Only lines with the string "rand" should be returned from the data below.

━━━━━ Extracted entries

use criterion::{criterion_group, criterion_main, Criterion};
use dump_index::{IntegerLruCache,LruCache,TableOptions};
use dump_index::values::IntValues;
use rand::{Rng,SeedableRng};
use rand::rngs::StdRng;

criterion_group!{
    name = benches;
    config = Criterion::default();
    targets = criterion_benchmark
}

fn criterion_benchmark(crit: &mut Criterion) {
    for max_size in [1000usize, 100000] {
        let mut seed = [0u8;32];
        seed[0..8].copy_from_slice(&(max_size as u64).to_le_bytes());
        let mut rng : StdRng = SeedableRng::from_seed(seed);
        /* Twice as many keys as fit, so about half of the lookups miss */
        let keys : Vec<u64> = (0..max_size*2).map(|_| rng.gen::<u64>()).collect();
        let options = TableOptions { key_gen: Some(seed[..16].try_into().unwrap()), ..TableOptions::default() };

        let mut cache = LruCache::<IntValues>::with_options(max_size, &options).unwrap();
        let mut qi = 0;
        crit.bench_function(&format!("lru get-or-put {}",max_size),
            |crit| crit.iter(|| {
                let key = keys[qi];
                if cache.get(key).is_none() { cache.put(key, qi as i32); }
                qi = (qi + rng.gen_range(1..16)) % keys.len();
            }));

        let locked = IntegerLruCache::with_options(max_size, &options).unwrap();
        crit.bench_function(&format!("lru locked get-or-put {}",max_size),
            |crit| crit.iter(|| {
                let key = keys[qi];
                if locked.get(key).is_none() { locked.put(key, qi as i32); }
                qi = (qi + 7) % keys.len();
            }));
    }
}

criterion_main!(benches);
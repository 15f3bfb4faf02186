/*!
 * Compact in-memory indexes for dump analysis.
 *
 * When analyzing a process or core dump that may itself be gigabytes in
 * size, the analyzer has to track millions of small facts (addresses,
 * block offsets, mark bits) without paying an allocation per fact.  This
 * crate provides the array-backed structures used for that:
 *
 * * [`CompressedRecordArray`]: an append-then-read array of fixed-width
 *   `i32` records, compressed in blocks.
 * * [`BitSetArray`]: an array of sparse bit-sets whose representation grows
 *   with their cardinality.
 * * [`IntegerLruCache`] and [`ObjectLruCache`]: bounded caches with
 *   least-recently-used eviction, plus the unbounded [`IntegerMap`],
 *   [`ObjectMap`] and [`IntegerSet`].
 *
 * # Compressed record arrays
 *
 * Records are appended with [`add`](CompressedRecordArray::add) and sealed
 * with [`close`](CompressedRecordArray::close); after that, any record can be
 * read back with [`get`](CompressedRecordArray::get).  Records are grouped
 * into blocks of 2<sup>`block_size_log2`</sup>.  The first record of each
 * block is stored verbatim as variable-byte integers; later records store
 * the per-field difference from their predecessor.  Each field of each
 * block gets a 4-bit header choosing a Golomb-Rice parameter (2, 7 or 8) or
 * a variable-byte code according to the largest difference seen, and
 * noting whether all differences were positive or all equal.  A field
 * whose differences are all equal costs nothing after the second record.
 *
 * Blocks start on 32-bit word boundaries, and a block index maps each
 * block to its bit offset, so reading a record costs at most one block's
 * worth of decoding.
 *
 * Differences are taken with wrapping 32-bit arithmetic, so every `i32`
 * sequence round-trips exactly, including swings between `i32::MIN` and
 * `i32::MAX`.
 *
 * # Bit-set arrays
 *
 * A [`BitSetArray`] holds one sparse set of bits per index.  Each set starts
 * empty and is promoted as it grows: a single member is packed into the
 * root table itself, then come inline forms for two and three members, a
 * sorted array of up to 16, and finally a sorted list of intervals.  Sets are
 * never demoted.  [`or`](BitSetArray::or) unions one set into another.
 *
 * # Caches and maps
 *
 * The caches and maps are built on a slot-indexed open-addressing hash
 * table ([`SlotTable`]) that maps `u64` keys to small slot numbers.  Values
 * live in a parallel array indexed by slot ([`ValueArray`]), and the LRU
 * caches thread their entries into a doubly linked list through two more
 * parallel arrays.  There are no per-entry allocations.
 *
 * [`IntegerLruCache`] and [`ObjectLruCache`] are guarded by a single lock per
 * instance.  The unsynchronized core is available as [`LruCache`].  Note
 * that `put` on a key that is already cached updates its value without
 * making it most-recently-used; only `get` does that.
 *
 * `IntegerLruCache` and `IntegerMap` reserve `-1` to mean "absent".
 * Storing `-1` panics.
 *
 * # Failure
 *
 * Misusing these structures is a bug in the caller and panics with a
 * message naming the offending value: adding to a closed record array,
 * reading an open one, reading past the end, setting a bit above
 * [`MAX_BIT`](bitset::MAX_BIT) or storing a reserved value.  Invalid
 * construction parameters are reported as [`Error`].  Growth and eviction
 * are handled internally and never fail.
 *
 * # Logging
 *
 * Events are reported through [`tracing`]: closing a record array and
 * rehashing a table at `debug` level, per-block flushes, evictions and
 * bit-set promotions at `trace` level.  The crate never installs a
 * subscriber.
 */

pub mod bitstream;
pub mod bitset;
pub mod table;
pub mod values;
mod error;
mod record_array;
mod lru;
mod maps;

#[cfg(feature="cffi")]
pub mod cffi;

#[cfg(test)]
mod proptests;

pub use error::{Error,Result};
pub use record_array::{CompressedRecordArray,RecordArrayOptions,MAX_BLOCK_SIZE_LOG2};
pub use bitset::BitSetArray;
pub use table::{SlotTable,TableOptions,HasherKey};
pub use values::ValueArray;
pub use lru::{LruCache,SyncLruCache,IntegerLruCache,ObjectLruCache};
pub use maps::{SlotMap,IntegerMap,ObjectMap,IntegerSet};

━━━━━━━━━━

## Solution to this task
use rand::{Rng,SeedableRng};
use rand::rngs::StdRng;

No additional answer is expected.